[Records drawn from a dataset]
--------

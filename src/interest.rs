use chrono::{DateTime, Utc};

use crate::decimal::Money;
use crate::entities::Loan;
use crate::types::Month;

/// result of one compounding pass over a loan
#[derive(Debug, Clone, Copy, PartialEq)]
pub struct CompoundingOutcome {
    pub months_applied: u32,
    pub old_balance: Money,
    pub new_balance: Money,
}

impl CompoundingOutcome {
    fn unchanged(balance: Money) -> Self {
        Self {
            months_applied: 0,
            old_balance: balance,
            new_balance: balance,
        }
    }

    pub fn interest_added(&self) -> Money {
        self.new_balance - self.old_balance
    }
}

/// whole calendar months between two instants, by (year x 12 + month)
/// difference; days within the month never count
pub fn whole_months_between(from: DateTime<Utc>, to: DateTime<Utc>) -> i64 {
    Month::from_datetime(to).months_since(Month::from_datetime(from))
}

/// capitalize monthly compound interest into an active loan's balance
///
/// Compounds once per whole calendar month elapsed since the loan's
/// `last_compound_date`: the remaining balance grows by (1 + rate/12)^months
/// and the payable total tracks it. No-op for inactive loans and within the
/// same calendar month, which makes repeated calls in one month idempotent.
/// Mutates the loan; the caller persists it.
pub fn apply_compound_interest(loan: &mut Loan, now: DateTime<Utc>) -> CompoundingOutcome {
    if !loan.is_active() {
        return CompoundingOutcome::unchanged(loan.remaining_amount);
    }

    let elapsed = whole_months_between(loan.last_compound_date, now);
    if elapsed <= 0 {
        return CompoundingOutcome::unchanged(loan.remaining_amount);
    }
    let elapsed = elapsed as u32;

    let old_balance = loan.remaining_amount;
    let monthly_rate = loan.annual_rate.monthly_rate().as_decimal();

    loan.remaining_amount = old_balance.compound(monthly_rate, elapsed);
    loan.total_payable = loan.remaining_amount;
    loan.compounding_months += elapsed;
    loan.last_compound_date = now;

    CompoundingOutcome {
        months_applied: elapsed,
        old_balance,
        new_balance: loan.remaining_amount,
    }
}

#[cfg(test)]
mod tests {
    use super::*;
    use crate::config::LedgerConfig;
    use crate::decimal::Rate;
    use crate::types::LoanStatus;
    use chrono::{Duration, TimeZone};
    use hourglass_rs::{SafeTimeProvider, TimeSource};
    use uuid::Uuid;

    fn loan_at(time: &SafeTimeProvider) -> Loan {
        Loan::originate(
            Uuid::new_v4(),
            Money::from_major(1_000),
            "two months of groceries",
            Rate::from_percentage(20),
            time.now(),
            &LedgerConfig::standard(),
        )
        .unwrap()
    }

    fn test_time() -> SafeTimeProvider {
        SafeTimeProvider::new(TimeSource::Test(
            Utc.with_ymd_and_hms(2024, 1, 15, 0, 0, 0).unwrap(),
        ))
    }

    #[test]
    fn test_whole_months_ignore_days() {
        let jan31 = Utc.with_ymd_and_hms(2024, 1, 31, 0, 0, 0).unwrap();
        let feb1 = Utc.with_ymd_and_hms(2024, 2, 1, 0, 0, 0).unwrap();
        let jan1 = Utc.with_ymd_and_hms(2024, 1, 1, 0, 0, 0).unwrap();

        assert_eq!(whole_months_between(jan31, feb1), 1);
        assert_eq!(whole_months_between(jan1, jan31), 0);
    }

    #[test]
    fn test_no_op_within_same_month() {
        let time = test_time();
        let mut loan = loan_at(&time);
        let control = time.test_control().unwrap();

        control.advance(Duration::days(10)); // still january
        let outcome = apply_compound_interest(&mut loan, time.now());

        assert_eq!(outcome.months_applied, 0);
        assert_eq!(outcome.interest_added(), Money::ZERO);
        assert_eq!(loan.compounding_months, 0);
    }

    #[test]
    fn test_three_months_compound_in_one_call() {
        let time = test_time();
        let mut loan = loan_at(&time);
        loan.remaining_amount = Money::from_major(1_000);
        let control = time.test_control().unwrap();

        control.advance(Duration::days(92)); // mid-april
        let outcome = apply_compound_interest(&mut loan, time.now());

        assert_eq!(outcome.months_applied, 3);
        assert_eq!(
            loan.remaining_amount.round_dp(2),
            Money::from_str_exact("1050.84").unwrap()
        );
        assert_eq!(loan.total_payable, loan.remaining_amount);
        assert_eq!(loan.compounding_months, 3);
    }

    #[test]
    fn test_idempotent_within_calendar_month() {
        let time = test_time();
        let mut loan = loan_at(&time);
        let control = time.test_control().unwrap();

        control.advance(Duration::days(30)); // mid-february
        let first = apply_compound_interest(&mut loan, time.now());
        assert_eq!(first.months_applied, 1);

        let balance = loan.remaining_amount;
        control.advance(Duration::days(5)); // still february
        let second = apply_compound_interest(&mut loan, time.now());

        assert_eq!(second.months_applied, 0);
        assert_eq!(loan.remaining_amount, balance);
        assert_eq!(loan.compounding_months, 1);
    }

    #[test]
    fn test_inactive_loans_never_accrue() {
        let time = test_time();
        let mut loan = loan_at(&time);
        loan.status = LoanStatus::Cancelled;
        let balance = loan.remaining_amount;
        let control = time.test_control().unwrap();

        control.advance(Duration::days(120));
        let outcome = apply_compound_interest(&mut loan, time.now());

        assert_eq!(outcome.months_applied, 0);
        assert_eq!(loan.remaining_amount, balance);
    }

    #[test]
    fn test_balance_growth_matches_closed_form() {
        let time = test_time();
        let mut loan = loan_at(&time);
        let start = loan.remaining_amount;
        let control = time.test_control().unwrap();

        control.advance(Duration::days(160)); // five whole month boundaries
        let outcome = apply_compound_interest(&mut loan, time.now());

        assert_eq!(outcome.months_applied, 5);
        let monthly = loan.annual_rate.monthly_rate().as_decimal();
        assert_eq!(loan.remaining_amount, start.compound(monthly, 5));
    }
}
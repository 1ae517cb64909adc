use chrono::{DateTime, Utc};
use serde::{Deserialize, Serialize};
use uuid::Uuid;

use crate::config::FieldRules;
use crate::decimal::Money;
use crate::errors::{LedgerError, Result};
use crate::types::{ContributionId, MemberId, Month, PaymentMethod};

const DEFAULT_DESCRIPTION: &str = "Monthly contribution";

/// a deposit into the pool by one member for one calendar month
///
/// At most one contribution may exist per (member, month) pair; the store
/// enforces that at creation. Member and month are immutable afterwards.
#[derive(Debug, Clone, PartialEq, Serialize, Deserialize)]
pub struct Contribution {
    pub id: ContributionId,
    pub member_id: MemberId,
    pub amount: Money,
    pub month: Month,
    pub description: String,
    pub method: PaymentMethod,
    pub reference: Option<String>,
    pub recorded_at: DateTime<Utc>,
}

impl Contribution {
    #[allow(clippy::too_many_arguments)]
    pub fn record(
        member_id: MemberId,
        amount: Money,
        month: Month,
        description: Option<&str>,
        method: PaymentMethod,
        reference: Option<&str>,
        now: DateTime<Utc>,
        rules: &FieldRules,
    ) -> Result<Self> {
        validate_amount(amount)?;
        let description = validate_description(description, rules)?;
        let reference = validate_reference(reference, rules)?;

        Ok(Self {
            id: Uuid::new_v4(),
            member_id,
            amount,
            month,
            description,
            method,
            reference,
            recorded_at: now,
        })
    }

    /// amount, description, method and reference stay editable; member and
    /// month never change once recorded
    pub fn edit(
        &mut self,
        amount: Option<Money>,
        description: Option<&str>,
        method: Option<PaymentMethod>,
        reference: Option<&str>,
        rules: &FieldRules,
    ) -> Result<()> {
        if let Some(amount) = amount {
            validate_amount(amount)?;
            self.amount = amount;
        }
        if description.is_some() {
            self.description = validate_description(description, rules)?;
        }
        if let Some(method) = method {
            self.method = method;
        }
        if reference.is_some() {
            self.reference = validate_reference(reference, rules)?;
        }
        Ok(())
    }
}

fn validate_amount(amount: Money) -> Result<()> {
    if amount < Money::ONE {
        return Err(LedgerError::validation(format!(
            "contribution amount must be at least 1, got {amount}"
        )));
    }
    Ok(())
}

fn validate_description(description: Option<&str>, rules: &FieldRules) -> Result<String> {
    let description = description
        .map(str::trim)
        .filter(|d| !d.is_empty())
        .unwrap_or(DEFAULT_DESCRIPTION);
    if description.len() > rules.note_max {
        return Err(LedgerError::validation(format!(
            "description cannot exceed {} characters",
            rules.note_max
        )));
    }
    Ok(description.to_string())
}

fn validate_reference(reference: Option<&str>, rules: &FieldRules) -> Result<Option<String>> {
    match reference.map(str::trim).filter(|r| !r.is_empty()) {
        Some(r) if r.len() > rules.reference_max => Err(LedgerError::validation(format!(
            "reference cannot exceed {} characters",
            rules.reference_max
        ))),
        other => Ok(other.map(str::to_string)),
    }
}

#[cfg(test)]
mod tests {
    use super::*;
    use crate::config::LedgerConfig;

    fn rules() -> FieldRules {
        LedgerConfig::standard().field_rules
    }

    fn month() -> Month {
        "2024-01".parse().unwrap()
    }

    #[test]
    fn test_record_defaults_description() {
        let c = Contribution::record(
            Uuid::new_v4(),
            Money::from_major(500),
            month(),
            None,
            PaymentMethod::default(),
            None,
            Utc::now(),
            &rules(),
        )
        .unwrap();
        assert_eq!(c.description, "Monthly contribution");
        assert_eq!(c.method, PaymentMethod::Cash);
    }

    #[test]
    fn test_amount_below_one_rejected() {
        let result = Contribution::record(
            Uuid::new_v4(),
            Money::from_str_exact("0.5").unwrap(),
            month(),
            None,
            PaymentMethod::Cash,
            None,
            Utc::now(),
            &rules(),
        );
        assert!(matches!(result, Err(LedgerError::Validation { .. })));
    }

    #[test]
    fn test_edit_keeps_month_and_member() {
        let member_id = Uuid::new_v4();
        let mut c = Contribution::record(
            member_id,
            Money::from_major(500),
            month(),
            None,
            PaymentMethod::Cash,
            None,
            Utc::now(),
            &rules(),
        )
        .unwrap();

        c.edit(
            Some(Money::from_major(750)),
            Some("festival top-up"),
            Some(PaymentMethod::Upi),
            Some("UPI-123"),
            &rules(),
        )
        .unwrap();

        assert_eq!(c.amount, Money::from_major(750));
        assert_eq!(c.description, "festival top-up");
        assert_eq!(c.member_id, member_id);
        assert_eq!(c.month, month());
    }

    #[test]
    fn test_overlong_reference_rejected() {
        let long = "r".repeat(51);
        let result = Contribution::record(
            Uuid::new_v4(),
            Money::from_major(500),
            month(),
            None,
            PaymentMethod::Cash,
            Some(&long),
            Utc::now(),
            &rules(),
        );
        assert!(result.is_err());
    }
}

--------

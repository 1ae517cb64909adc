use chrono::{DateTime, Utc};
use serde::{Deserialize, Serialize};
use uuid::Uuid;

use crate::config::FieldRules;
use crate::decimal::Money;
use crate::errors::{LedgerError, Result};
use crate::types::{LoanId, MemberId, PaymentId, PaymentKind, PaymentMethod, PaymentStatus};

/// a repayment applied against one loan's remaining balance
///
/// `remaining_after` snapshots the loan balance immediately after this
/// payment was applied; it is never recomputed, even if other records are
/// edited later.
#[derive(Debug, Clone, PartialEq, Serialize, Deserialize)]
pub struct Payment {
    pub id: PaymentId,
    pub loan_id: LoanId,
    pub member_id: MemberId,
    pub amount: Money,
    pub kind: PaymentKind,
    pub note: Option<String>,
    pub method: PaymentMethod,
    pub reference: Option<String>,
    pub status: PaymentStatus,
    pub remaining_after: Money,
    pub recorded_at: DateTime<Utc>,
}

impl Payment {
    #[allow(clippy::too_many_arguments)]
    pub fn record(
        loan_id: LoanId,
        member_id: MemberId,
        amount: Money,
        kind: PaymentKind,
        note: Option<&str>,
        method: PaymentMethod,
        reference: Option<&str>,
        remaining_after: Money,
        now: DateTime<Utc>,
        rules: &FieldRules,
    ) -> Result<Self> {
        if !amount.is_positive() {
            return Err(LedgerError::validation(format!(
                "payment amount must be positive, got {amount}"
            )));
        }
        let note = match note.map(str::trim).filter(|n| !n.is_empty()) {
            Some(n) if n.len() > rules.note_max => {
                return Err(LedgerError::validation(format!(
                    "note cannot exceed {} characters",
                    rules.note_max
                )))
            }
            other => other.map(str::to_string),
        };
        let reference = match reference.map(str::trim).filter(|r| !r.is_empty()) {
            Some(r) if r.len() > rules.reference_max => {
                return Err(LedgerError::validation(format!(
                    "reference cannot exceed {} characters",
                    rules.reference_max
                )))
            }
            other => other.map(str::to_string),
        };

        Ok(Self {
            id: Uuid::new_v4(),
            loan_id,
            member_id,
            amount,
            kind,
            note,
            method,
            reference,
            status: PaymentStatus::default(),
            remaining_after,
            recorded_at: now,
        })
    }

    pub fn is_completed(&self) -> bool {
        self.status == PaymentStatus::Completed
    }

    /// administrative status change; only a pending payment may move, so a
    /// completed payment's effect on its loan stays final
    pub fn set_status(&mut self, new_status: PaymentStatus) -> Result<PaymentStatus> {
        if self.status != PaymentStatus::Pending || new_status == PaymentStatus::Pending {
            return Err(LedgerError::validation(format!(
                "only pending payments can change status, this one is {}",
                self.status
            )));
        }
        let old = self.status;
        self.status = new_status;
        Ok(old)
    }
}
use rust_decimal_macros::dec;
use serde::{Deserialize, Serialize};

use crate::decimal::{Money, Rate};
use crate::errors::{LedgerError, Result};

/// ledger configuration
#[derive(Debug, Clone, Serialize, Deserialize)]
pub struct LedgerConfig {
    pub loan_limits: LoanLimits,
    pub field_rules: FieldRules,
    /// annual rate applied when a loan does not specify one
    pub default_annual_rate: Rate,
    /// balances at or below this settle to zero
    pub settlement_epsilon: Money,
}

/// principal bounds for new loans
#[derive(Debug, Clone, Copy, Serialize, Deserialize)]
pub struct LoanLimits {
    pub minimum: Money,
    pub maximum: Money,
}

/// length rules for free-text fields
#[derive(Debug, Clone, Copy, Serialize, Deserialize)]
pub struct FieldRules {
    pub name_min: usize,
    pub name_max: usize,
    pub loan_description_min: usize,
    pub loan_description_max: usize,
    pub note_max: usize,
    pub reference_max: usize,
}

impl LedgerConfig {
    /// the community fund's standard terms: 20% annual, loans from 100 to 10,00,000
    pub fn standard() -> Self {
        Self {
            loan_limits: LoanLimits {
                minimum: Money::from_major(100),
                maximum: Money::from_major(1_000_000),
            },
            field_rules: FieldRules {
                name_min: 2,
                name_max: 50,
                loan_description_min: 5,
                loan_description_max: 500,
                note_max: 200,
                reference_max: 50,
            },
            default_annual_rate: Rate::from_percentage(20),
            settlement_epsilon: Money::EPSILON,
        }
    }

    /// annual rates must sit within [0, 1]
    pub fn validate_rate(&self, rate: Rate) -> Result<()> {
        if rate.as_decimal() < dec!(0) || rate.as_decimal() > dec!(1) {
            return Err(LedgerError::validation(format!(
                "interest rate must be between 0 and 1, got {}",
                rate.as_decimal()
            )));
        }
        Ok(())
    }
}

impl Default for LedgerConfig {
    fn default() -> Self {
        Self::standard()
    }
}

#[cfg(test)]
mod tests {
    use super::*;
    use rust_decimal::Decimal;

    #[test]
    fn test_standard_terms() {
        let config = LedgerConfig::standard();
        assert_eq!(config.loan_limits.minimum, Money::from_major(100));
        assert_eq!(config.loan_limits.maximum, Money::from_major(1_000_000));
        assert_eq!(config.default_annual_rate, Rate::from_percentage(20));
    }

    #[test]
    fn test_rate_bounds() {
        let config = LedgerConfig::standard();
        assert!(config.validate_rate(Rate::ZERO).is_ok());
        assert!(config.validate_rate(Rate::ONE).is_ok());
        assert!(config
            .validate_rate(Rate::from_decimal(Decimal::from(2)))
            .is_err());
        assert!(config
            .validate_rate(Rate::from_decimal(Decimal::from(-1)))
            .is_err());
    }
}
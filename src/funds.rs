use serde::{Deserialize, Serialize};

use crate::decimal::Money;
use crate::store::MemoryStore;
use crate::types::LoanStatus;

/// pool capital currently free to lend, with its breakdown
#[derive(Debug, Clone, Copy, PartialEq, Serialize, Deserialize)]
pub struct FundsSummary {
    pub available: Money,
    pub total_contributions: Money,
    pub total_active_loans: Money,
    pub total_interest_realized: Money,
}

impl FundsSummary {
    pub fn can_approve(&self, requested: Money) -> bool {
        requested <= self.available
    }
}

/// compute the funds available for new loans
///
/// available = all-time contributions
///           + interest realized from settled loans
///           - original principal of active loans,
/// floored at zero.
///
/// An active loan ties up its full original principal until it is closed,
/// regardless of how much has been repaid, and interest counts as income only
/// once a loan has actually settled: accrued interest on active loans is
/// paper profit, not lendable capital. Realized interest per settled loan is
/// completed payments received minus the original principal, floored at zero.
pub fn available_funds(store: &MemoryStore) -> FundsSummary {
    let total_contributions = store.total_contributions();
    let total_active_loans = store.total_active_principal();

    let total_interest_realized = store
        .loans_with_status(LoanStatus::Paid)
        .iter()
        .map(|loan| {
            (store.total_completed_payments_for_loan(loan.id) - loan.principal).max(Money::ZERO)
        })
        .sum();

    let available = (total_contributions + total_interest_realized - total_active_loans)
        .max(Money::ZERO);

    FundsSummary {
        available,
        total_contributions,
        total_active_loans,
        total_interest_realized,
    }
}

--------

**What to do**
Look above for the line holding "filename src/interest.rs", then set down exactly that line and every line after it up to and including the line holding "DateTime<Utc>, to: DateTime<Utc>)", with nothing else.

**Task result**
filename src/interest.rs
use chrono::{DateTime, Utc};

use crate::decimal::Money;
use crate::entities::Loan;
use crate::types::Month;

/// result of one compounding pass over a loan
#[derive(Debug, Clone, Copy, PartialEq)]
pub struct CompoundingOutcome {
    pub months_applied: u32,
    pub old_balance: Money,
    pub new_balance: Money,
}

impl CompoundingOutcome {
    fn unchanged(balance: Money) -> Self {
        Self {
            months_applied: 0,
            old_balance: balance,
            new_balance: balance,
        }
    }

    pub fn interest_added(&self) -> Money {
        self.new_balance - self.old_balance
    }
}

/// whole calendar months between two instants, by (year x 12 + month)
/// difference; days within the month never count
pub fn whole_months_between(from: DateTime<Utc>, to: DateTime<Utc>) -> i64 {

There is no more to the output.